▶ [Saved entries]
========================================

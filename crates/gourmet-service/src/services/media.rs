//! Staged media writes
//!
//! Uploaded files are written before the owning row, so a failed insert or update
//! must remove what was written. Files replaced by a successful update are removed
//! once the row points at the new path.

use gourmet_core::traits::MediaStore;
use tracing::warn;

use super::error::ServiceResult;

/// Files written during one operation
pub(crate) struct StagedMedia<'a> {
    store: &'a dyn MediaStore,
    saved: Vec<String>,
    replaced: Vec<String>,
}

impl<'a> StagedMedia<'a> {
    pub(crate) fn new(store: &'a dyn MediaStore) -> Self {
        Self {
            store,
            saved: Vec::new(),
            replaced: Vec::new(),
        }
    }

    /// Write a new file that no row references yet
    pub(crate) async fn save(&mut self, path: &str, content: &[u8]) -> ServiceResult<String> {
        let stored = self.store.save(path, content).await?;
        self.saved.push(stored.clone());
        Ok(stored)
    }

    /// Write a file that takes the place of `previous`
    ///
    /// When the path is unchanged the file is overwritten in place and cannot be
    /// rolled back.
    pub(crate) async fn replace(
        &mut self,
        previous: Option<&str>,
        path: &str,
        content: &[u8],
    ) -> ServiceResult<String> {
        if previous == Some(path) {
            return Ok(self.store.save(path, content).await?);
        }

        let stored = self.save(path, content).await?;
        if let Some(previous) = previous {
            self.replaced.push(previous.to_string());
        }
        Ok(stored)
    }

    /// Keep the new files and remove the ones they replaced
    pub(crate) async fn commit(self) {
        for path in &self.replaced {
            remove_quietly(self.store, path).await;
        }
    }

    /// Remove every file written by this stage
    pub(crate) async fn rollback(self) {
        for path in &self.saved {
            remove_quietly(self.store, path).await;
        }
    }
}

/// Best-effort delete, logging failures
pub(crate) async fn remove_quietly(store: &dyn MediaStore, path: &str) {
    if let Err(e) = store.delete(path).await {
        warn!(path = %path, error = %e, "Failed to remove media file");
    }
}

========================================

▶ [Your assignment]
Down to the last line, restate the records exactly.

▶ [Result for this task]
filename crates/gourmet-service/src/services/media.rs
//! Staged media writes
//!
//! Uploaded files are written before the owning row, so a failed insert or update
//! must remove what was written. Files replaced by a successful update are removed
//! once the row points at the new path.

use gourmet_core::traits::MediaStore;
use tracing::warn;

use super::error::ServiceResult;

/// Files written during one operation
pub(crate) struct StagedMedia<'a> {
    store: &'a dyn MediaStore,
    saved: Vec<String>,
    replaced: Vec<String>,
}

impl<'a> StagedMedia<'a> {
    pub(crate) fn new(store: &'a dyn MediaStore) -> Self {
        Self {
            store,
            saved: Vec::new(),
            replaced: Vec::new(),
        }
    }

    /// Write a new file that no row references yet
    pub(crate) async fn save(&mut self, path: &str, content: &[u8]) -> ServiceResult<String> {
        let stored = self.store.save(path, content).await?;
        self.saved.push(stored.clone());
        Ok(stored)
    }

    /// Write a file that takes the place of `previous`
    ///
    /// When the path is unchanged the file is overwritten in place and cannot be
    /// rolled back.
    pub(crate) async fn replace(
        &mut self,
        previous: Option<&str>,
        path: &str,
        content: &[u8],
    ) -> ServiceResult<String> {
        if previous == Some(path) {
            return Ok(self.store.save(path, content).await?);
        }

        let stored = self.save(path, content).await?;
        if let Some(previous) = previous {
            self.replaced.push(previous.to_string());
        }
        Ok(stored)
    }

    /// Keep the new files and remove the ones they replaced
    pub(crate) async fn commit(self) {
        for path in &self.replaced {
            remove_quietly(self.store, path).await;
        }
    }

    /// Remove every file written by this stage
    pub(crate) async fn rollback(self) {
        for path in &self.saved {
            remove_quietly(self.store, path).await;
        }
    }
}

/// Best-effort delete, logging failures
pub(crate) async fn remove_quietly(store: &dyn MediaStore, path: &str) {
    if let Err(e) = store.delete(path).await {
        warn!(path = %path, error = %e, "Failed to remove media file");
    }
}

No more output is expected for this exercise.